Et Mondine avait congédié Gervaise.

— Combien de nuits que tu dors pas, avec tout ça?

Elle l'avait renvoyée à dame Charité.

— Une nuit? deux? Ton répondeur doit déborder!

Mondine connaissait le répondeur de Gervaise. Elle s'était souvent confiée à cette oreille.

— T'as pas que moi, dans la vie, Gervaise, il y a les autres oubliés du bon Dieu…

Mondine savait les réveils de Gervaise. Cissou la Neige n'était que le premier appel. Les autres suivaient. Au secours, Gervaise! Sa ration matinale de détresse. Sans compter les appels du soir. Toutes ces nuits à apaiser… dormez en paix, je suis là… je veille… il n'y a pas de scorpion sous vos oreillers… Gervaise veille…

«A bichonner tes putes, Gervaise, tu négliges ton vieux papa… — Mon vieux papa préférerait-il que je néglige mes putes?»

Mais le vieux papa s'était fait abattre dans ce même hôpital, loin de la protection de Cissou, et Gervaise avait tatoué la mort sur la peau de ses putes. «Ce n'est pas ta faute, Gervaise…»

Elle sortit de la chambre.

— Où tu vas?

Elle écarta les Templiers en leur mentant.

— Je reviens.

Elle quitta l'hôpital Saint-Louis à grandes enjambées. «Si Tu veux m'éprouver, Seigneur, pourquoi le faire dans la chair d'autrui?» Elle voulait être seule. «Si Tu veux me punir, pourquoi par la douleur des autres?» D'aussi loin qu'elle se souvenait, il lui semblait qu'Il ne s'en prenait qu'aux autres autour d'elle, qu'Il faisait de sa foi une forteresse de simplicité au pied de laquelle on souffrait, on mourait, on se torturait, on se perdait… que pour lui avoir épargné les affres des contradictions humaines, Il l'avait placée au sommet d'un donjon planté dans un charnier; vigie de la douleur universelle. Et quand elle se portait au secours de l'un ou de l'autre, Il faisait d'elle l'innocent instrument de leur destin. «Pourquoi?» Elle ne décolérait pas. «Pourquoi les autres! Et pourquoi par ma faute? Pour me forcer à T'aimer malgré Toi?»

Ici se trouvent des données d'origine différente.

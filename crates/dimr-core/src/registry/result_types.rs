//! Result quantity-type resolution for derived results

use crate::defaults::DefaultHolder;
use crate::error::{CalcError, Result};
use crate::types::{DimensionalFormula, QuantityType, QuantityTypeId};
use std::collections::{HashMap, HashSet, VecDeque};
use std::sync::{Arc, PoisonError, RwLock, RwLockReadGuard, RwLockWriteGuard};

static DEFAULT: DefaultHolder<ResultQuantityRegistry> = DefaultHolder::new();

type TypeMap = HashMap<QuantityTypeId, QuantityType>;
type SourceMap = HashMap<(QuantityTypeId, DimensionalFormula), QuantityTypeId>;
type GenericMap = HashMap<DimensionalFormula, QuantityTypeId>;

/// Decides which concrete quantity type a derived result becomes.
///
/// Resolution runs in three tiers: an exact (source type, formula)
/// entry; the same formula checked along the source type's declared
/// supertype chain; and finally a formula-only generic entry. Only if
/// all three miss does the lookup fail.
#[derive(Debug, Default)]
pub struct ResultQuantityRegistry {
    types: RwLock<TypeMap>,
    by_source: RwLock<SourceMap>,
    generic: RwLock<GenericMap>,
}

impl ResultQuantityRegistry {
    pub fn new() -> Self {
        Self::default()
    }

    fn read_types(&self) -> RwLockReadGuard<'_, TypeMap> {
        self.types.read().unwrap_or_else(PoisonError::into_inner)
    }

    fn write_types(&self) -> RwLockWriteGuard<'_, TypeMap> {
        self.types.write().unwrap_or_else(PoisonError::into_inner)
    }

    fn read_sources(&self) -> RwLockReadGuard<'_, SourceMap> {
        self.by_source.read().unwrap_or_else(PoisonError::into_inner)
    }

    fn write_sources(&self) -> RwLockWriteGuard<'_, SourceMap> {
        self.by_source.write().unwrap_or_else(PoisonError::into_inner)
    }

    fn read_generic(&self) -> RwLockReadGuard<'_, GenericMap> {
        self.generic.read().unwrap_or_else(PoisonError::into_inner)
    }

    fn write_generic(&self) -> RwLockWriteGuard<'_, GenericMap> {
        self.generic.write().unwrap_or_else(PoisonError::into_inner)
    }

    /// Make a quantity type known (and thereby constructible). Mapping
    /// entries may only reference types registered here first.
    pub fn register_type(&self, quantity_type: QuantityType) {
        self.write_types()
            .insert(quantity_type.id().clone(), quantity_type);
    }

    pub fn has_type(&self, id: &QuantityTypeId) -> bool {
        self.read_types().contains_key(id)
    }

    pub fn unregister_type(&self, id: &QuantityTypeId) -> bool {
        self.write_types().remove(id).is_some()
    }

    fn require_constructible(&self, id: &QuantityTypeId) -> Result<()> {
        if !self.has_type(id) {
            return Err(CalcError::argument(format!(
                "result type '{id}' has no registered constructor"
            )));
        }
        Ok(())
    }

    /// Register the result type for an exact (source type, formula)
    /// pair.
    pub fn register(
        &self,
        source: QuantityTypeId,
        formula: DimensionalFormula,
        result: QuantityTypeId,
    ) -> Result<()> {
        self.require_constructible(&result)?;
        self.write_sources().insert((source, formula), result);
        Ok(())
    }

    /// Register a formula-only fallback, independent of source type.
    pub fn register_generic(
        &self,
        formula: DimensionalFormula,
        result: QuantityTypeId,
    ) -> Result<()> {
        self.require_constructible(&result)?;
        self.write_generic().insert(formula, result);
        Ok(())
    }

    pub fn has(&self, source: &QuantityTypeId, formula: &DimensionalFormula) -> bool {
        self.read_sources()
            .contains_key(&(source.clone(), *formula))
    }

    pub fn has_generic(&self, formula: &DimensionalFormula) -> bool {
        self.read_generic().contains_key(formula)
    }

    pub fn unregister(&self, source: &QuantityTypeId, formula: &DimensionalFormula) -> bool {
        self.write_sources()
            .remove(&(source.clone(), *formula))
            .is_some()
    }

    pub fn unregister_generic(&self, formula: &DimensionalFormula) -> bool {
        self.write_generic().remove(formula).is_some()
    }

    pub fn reset(&self) {
        self.write_types().clear();
        self.write_sources().clear();
        self.write_generic().clear();
    }

    /// Resolve the concrete quantity type for a derived result.
    pub fn quantity_type(
        &self,
        source: &QuantityTypeId,
        formula: &DimensionalFormula,
    ) -> Result<QuantityType> {
        let resolved = self
            .resolve_exact(source, formula)
            .or_else(|| self.resolve_via_supertypes(source, formula))
            .or_else(|| self.read_generic().get(formula).cloned())
            .ok_or_else(|| {
                CalcError::argument(format!(
                    "no result quantity type registered for source '{source}' and formula {formula}"
                ))
            })?;
        self.read_types().get(&resolved).cloned().ok_or_else(|| {
            CalcError::argument(format!(
                "result type '{resolved}' has no registered constructor"
            ))
        })
    }

    fn resolve_exact(
        &self,
        source: &QuantityTypeId,
        formula: &DimensionalFormula,
    ) -> Option<QuantityTypeId> {
        self.read_sources()
            .get(&(source.clone(), *formula))
            .cloned()
    }

    /// Breadth-first walk of the declared supertype chain, nearest
    /// ancestors first. A visited set guards against declaration cycles.
    fn resolve_via_supertypes(
        &self,
        source: &QuantityTypeId,
        formula: &DimensionalFormula,
    ) -> Option<QuantityTypeId> {
        let types = self.read_types();
        let sources = self.read_sources();
        let mut visited: HashSet<QuantityTypeId> = HashSet::new();
        visited.insert(source.clone());
        let mut queue: VecDeque<QuantityTypeId> = types
            .get(source)
            .map(|t| t.supertypes().to_vec())
            .unwrap_or_default()
            .into();
        while let Some(ancestor) = queue.pop_front() {
            if !visited.insert(ancestor.clone()) {
                continue;
            }
            if let Some(result) = sources.get(&(ancestor.clone(), *formula)) {
                return Some(result.clone());
            }
            if let Some(declared) = types.get(&ancestor) {
                queue.extend(declared.supertypes().iter().cloned());
            }
        }
        None
    }

    /// Lazily-created process-wide default instance.
    pub fn default_instance() -> Arc<Self> {
        DEFAULT.get_or_init(Self::new)
    }

    pub fn set_default_instance(instance: Arc<Self>) {
        DEFAULT.replace(instance);
    }

    pub fn reset_default_instance() {
        DEFAULT.reset();
    }
}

Cela avait commencé quand Thian, le petit flic tonkinois, avait enlevé Gervaise avec sa mère, la grande Janine, et qu'ils avaient dû fuir Toulon, poursuivis par une armée de maquereaux à principes qui réprouvaient cet amour asiatique. Les maquereaux réclamaient la mère et l'enfant. Thian portait Gervaise contre sa poitrine maigre, dans une sorte de harnais. Les balles sifflaient à leurs oreilles. Mais Thian tirait vite et visait juste. Les maquereaux mouraient un à un. C'étaient les cousins corses de Janine. Le bonheur familial prenait racine dans leurs cadavres. Pourquoi? Puis la grande Janine était morte. Pourquoi? Puis Thian était mort à son tour. Pourquoi? Puis les putes de Gervaise mouraient une à une, pourquoi? «Pourquoi les autres? Toujours les autres! Pourquoi?»

Le rugissement de la voiture apprit à Gervaise que cette fois, peut-être, Il l'exaucerait. Deux roues dans le caniveau, deux autres sur le trottoir, une calandre de Mercedes, un pare-brise au verre fumé… Une poubelle vola en épluchures et le monstre fut sur elle. Elle l'esquiva en tournoyant trois ou quatre fois sur ses pointes, ballerine-matador. Mais ce fut pour se retrouver au milieu de la rue, face à une autre calandre qui fonçait en sens inverse. «Deux voitures», se dit-elle. «Saute, Gervaise! hurla Thian dans sa mémoire. Si elle te chope les pieds au sol, elle t'écrasera!» Gervaise sauta, genoux pliés, les deux pieds rassemblés sous ses fesses. Ce fut le haut du pare-brise qui la projeta dans l'espace.